◆ GIVEN DATA:
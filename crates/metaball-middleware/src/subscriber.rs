//! Conflating telemetry subscriber.
//!
//! A background reader task dials the publisher, decodes frames and stores
//! only the newest message.  When the connection drops (or was never
//! established) it redials every [`RECONNECT_INTERVAL`].  [`receive`]
//! samples whatever arrived since the previous call.
//!
//! [`receive`]: TelemetrySubscriber::receive

use std::time::Duration;

use futures_util::StreamExt;
use metaball_types::{MetaballError, TelemetryMessage};
use tokio::net::TcpStream;
use tokio::sync::watch;
use tokio::task::JoinHandle;
use tokio_util::codec::FramedRead;
use tracing::{debug, info, trace, warn};

use crate::endpoint::Endpoint;
use crate::frame_codec;
use crate::wire;

pub const RECONNECT_INTERVAL: Duration = Duration::from_millis(100);

pub struct TelemetrySubscriber {
    endpoint: Endpoint,
    timeout_ms: u64,
    latest: watch::Receiver<Option<TelemetryMessage>>,
    reader: JoinHandle<()>,
}

impl TelemetrySubscriber {
    /// Start reading from `address`.  Succeeds even when no publisher is
    /// listening yet.
    ///
    /// # Errors
    ///
    /// [`MetaballError::Configuration`] for a malformed address.
    pub async fn connect(address: &str, timeout_ms: u64) -> Result<Self, MetaballError> {
        let endpoint: Endpoint = address.parse()?;
        let (tx, latest) = watch::channel(None);
        let reader = tokio::spawn(read_loop(endpoint.clone(), tx));
        info!(endpoint = %endpoint, timeout_ms, "telemetry subscriber started");
        Ok(Self {
            endpoint,
            timeout_ms,
            latest,
            reader,
        })
    }

    /// Wait up to the configured timeout for a message newer than the last
    /// one returned.
    ///
    /// # Errors
    ///
    /// * [`MetaballError::Timeout`] when nothing new arrived in time.
    /// * [`MetaballError::Transport`] when the reader task has stopped.
    pub async fn receive(&mut self) -> Result<TelemetryMessage, MetaballError> {
        let deadline = Duration::from_millis(self.timeout_ms);
        match tokio::time::timeout(deadline, self.latest.changed()).await {
            Err(_) => Err(MetaballError::Timeout(self.timeout_ms)),
            Ok(Err(_)) => Err(MetaballError::Transport(format!(
                "reader for {} stopped",
                self.endpoint
            ))),
            Ok(Ok(())) => self.latest.borrow_and_update().clone().ok_or_else(|| {
                MetaballError::Transport("reader published an empty slot".to_string())
            }),
        }
    }

    pub fn endpoint(&self) -> &Endpoint {
        &self.endpoint
    }

    pub fn timeout_ms(&self) -> u64 {
        self.timeout_ms
    }
}

impl Drop for TelemetrySubscriber {
    fn drop(&mut self) {
        self.reader.abort();
    }
}

async fn read_loop(endpoint: Endpoint, tx: watch::Sender<Option<TelemetryMessage>>) {
    let addr = endpoint.connect_addr();
    while !tx.is_closed() {
        match TcpStream::connect(&addr).await {
            Ok(stream) => {
                debug!(endpoint = %endpoint, "connected to publisher");
                let mut frames = FramedRead::new(stream, frame_codec());
                while let Some(frame) = frames.next().await {
                    match frame {
                        Ok(bytes) => match wire::decode(&bytes) {
                            Ok(msg) => {
                                if tx.send(Some(msg)).is_err() {
                                    return;
                                }
                            }
                            Err(e) => warn!(endpoint = %endpoint, error = %e, "dropping undecodable frame"),
                        },
                        Err(e) => {
                            debug!(endpoint = %endpoint, error = %e, "read failed");
                            break;
                        }
                    }
                }
                debug!(endpoint = %endpoint, "publisher connection closed");
            }
            Err(e) => trace!(endpoint = %endpoint, error = %e, "connect failed"),
        }
        tokio::time::sleep(RECONNECT_INTERVAL).await;
    }
}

◆ EXERCISE DESCRIPTION: Using the material above, find each line that holds "stopped" and copy that line.

◆ EXPECTED ANSWER:
    /// * [`MetaballError::Transport`] when the reader task has stopped.
                "reader for {} stopped",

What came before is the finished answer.